Ah, student of the week. It was a hell of a title because it implied that whoever was chosen was the most special of them in the entire class room, nay the school, NAY THE WORLD! Could you imagine how special that student would be? It wouldn't matter how inferior you may have viewed yourself in the mirror or how other students would treat you on the playground or at lunch or during group time. That shit was unimportant! Being student of the week transcended that trivial grade school nonsense that would make other kids feel bad about themselves. It was magnificent!

A young Ramon Villalobos would hide his anticipation for weeks and then months until it was his turn to take his rightful place in front of the Recess lines. He would daydream while other students got to keep a journal of the dirty stuffed mascot (Bernie) that the student of the week would take in his or her charge about the far more magnificent journal entries he would transcribe.

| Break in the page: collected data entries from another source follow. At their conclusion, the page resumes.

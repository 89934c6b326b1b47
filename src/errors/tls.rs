use std::path::PathBuf;

use thiserror::Error;

/// TLS-specific error variants surfaced while building a client configuration.
#[derive(Debug, Error)]
pub enum TlsError {
    /// The certificate file could not be read.
    #[error("Failed to read certificate at {path}: {source}")]
    CertificateReadError {
        path: PathBuf,
        #[source]
        source: std::io::Error,
    },

    /// The private key file could not be read.
    #[error("Failed to read private key at {path}: {source}")]
    PrivateKeyReadError {
        path: PathBuf,
        #[source]
        source: std::io::Error,
    },

    /// The CA bundle could not be read.
    #[error("Failed to read CA certificate at {path}: {source}")]
    CaReadError {
        path: PathBuf,
        #[source]
        source: std::io::Error,
    },

    /// Server verification is enabled but no CA bundle path was configured.
    #[error("TLS server verification is enabled but CA certificate path is not configured")]
    MissingCaCertificatePath,

    /// No certificates were found in the supplied PEM data.
    #[error("Client certificate does not contain any certificates")]
    EmptyCertificateChain,

    /// The certificate PEM contents were invalid or unreadable.
    #[error("Client certificate is not a valid PEM: {source}")]
    InvalidCertificatePem {
        #[source]
        source: anyhow::Error,
    },

    /// The private key PEM contents were invalid or unsupported.
    #[error("Client key does not contain a supported private key")]
    InvalidPrivateKey {
        #[source]
        source: Option<anyhow::Error>,
    },

    /// The supplied certificate and key do not match.
    #[error("Certificate and private key do not match")]
    CertificateKeyMismatch,

    /// Leaf certificate metadata could not be extracted.
    #[error("Failed to extract certificate metadata: {source}")]
    CertificateMetadata {
        #[source]
        source: anyhow::Error,
    },

    /// rustls rejected the assembled configuration.
    #[error("TLS configuration rejected: {0}")]
    Rustls(#[from] rustls::Error),
}

impl TlsError {
    /// True for failures caused by malformed or mismatched certificate input.
    pub fn is_invalid_certificate(&self) -> bool {
        matches!(
            self,
            Self::EmptyCertificateChain
                | Self::InvalidCertificatePem { .. }
                | Self::InvalidPrivateKey { .. }
                | Self::CertificateKeyMismatch
                | Self::CertificateMetadata { .. }
        )
    }
}
//! Correctness checks for both quicksort variants.
//!
//! A sort is correct on an input if its output is non-decreasing and holds the same multiset of
//! elements as the input. Any failure is a logic defect: it is reported once with the offending
//! input and never retried.

use std::fmt;

use rand::Rng;
use sort_test_tools::patterns;
use thiserror::Error;
use tracing::{debug, error, info};

use crate::experiment::Algorithm;
use crate::quicksort::{SortStats, DEFAULT_RECURSION_LIMIT};

// Arrays up to this length are printed in full in diagnostics.
const PREVIEW_LEN: usize = 100;

#[derive(Clone, Copy, Debug, PartialEq, Eq)]
pub enum Violation {
    /// `output[index] > output[index + 1]`.
    NotSorted { index: usize },
    NotPermutation,
}

impl fmt::Display for Violation {
    fn fmt(&self, f: &mut fmt::Formatter<'_>) -> fmt::Result {
        match self {
            Violation::NotSorted { index } => {
                write!(f, "element {index} is greater than its successor")
            }
            Violation::NotPermutation => f.write_str("output is not a permutation of the input"),
        }
    }
}

#[derive(Clone, Debug, PartialEq, Eq, Error)]
#[error(
    "{algorithm} quicksort failed case `{case}`: {violation}\n  input:    {}\n  expected: {}\n  actual:   {}",
    preview(.input),
    preview(.expected),
    preview(.actual)
)]
pub struct VerifyError {
    pub case: String,
    pub algorithm: Algorithm,
    pub violation: Violation,
    pub input: Vec<i64>,
    pub expected: Vec<i64>,
    pub actual: Vec<i64>,
}

fn preview(v: &[i64]) -> String {
    if v.len() <= PREVIEW_LEN {
        format!("{v:?}")
    } else {
        format!("{:?} ... ({} elements)", &v[..16], v.len())
    }
}

/// Checks that `output` is non-decreasing and a permutation of `input`.
pub fn check_sorted_permutation(input: &[i64], output: &[i64]) -> Result<(), Violation> {
    if let Some(index) = output.windows(2).position(|w| w[0] > w[1]) {
        return Err(Violation::NotSorted { index });
    }

    // `output` is sorted, so it holds the same elements as `input` iff it equals sorted `input`.
    let mut expected = input.to_vec();
    expected.sort_unstable();
    if expected != output {
        return Err(Violation::NotPermutation);
    }

    Ok(())
}

#[derive(Clone, Debug, PartialEq, Eq)]
pub struct CorrectnessCase {
    pub name: String,
    pub input: Vec<i64>,
}

impl CorrectnessCase {
    pub fn new(name: impl Into<String>, input: Vec<i64>) -> Self {
        Self {
            name: name.into(),
            input,
        }
    }
}

/// Empty, single element, sorted, reverse sorted, random and duplicate heavy inputs.
pub fn representative_cases<R: Rng + ?Sized>(rng: &mut R) -> Vec<CorrectnessCase> {
    vec![
        CorrectnessCase::new("empty", Vec::new()),
        CorrectnessCase::new("single", vec![5]),
        CorrectnessCase::new("sorted", patterns::ascending(100)),
        CorrectnessCase::new("reverse_sorted", patterns::descending(100)),
        CorrectnessCase::new("random", patterns::random_uniform(100, -1_000..=1_000, rng)),
        CorrectnessCase::new("duplicates", patterns::random_uniform(100, 0..=9, rng)),
    ]
}

#[derive(Clone, Debug, PartialEq, Eq)]
pub struct CaseOutcome {
    pub case: String,
    pub algorithm: Algorithm,
    pub len: usize,
    pub stats: SortStats,
}

/// Every check that passed, in the order they ran.
#[derive(Clone, Debug, Default, PartialEq, Eq)]
pub struct CorrectnessReport {
    pub passed: Vec<CaseOutcome>,
}

/// Sorts a copy of every case with both variants. Stops at the first failure.
pub fn run_suite<R: Rng + ?Sized>(
    cases: &[CorrectnessCase],
    rng: &mut R,
) -> Result<CorrectnessReport, VerifyError> {
    let mut report = CorrectnessReport::default();

    for case in cases {
        for algorithm in Algorithm::ALL {
            let stats = check_case(&case.name, &case.input, algorithm, rng)?;
            info!(case = %case.name, %algorithm, len = case.input.len(), "PASS");

            report.passed.push(CaseOutcome {
                case: case.name.clone(),
                algorithm,
                len: case.input.len(),
                stats,
            });
        }
    }

    Ok(report)
}

/// Runs `rounds` checks of `algorithm` on random inputs of random size in `[0, max_size]` with
/// values in `[-10000, 10000]`. Returns the number of rounds run.
pub fn verify_random<R: Rng + ?Sized>(
    algorithm: Algorithm,
    rounds: usize,
    max_size: usize,
    rng: &mut R,
) -> Result<usize, VerifyError> {
    for round in 0..rounds {
        let size = rng.gen_range(0..=max_size);
        let input = patterns::random_uniform(size, -10_000..=10_000, rng);
        let name = format!("random round {} (size {size})", round + 1);

        check_case(&name, &input, algorithm, rng)?;
        debug!(%algorithm, round, size, "random round passed");
    }

    info!(%algorithm, rounds, "all random rounds passed");
    Ok(rounds)
}

fn check_case<R: Rng + ?Sized>(
    name: &str,
    input: &[i64],
    algorithm: Algorithm,
    rng: &mut R,
) -> Result<SortStats, VerifyError> {
    let mut actual = input.to_vec();
    let stats = algorithm.sort(&mut actual, rng, DEFAULT_RECURSION_LIMIT);

    check_sorted_permutation(input, &actual).map_err(|violation| {
        let mut expected = input.to_vec();
        expected.sort_unstable();

        let err = VerifyError {
            case: name.to_string(),
            algorithm,
            violation,
            input: input.to_vec(),
            expected,
            actual,
        };
        error!("{err}");
        err
    })?;

    Ok(stats)
}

There would be no mind-numbingly mundane adventures of a family trip to grandma's house or an afternoon at the park watching siblings play baseball in the the inconsequential town little leagues. That was kid stuff! A young Ramon Villalobos thought tirelessly about the things he saw on TV and transpose himself into the blatant Blair Witch Project rip off specials about aliens and come up with a fantastical adventure that would blow the entire fifth grade class away. It would come time for them to write special compliments about him and draw pictures for him and the other students would pontificate about how cool he was, how funny he was, and of course, how good of a friend he was. Sure, when it was time to write compliments for his classmates, there was always a feeling of awkwardness as he always got the sneaking suspicion that the other kids in class didn't like him or trust him. He would scribble something and try to relate his compliment to the story they had shared in front of class. He'd write, "That sounded fun. You're[sic] story was good. You are a good student of the week. I hope you have a good week last week." Like the unintelligible little liar the public school system had brought him up to be and hope whoever was on the receiving end of the compliment didn't notice his insincerity too much. That they didn't realize that the story sounded boring, that it was awful, that he or she was in fact a HORRIBLE student of the week, and that he could give a crap what kind of week they had. He'd squirm as they would receive a bound book of compliments that following Monday of class and it was time to choose a new student of the week.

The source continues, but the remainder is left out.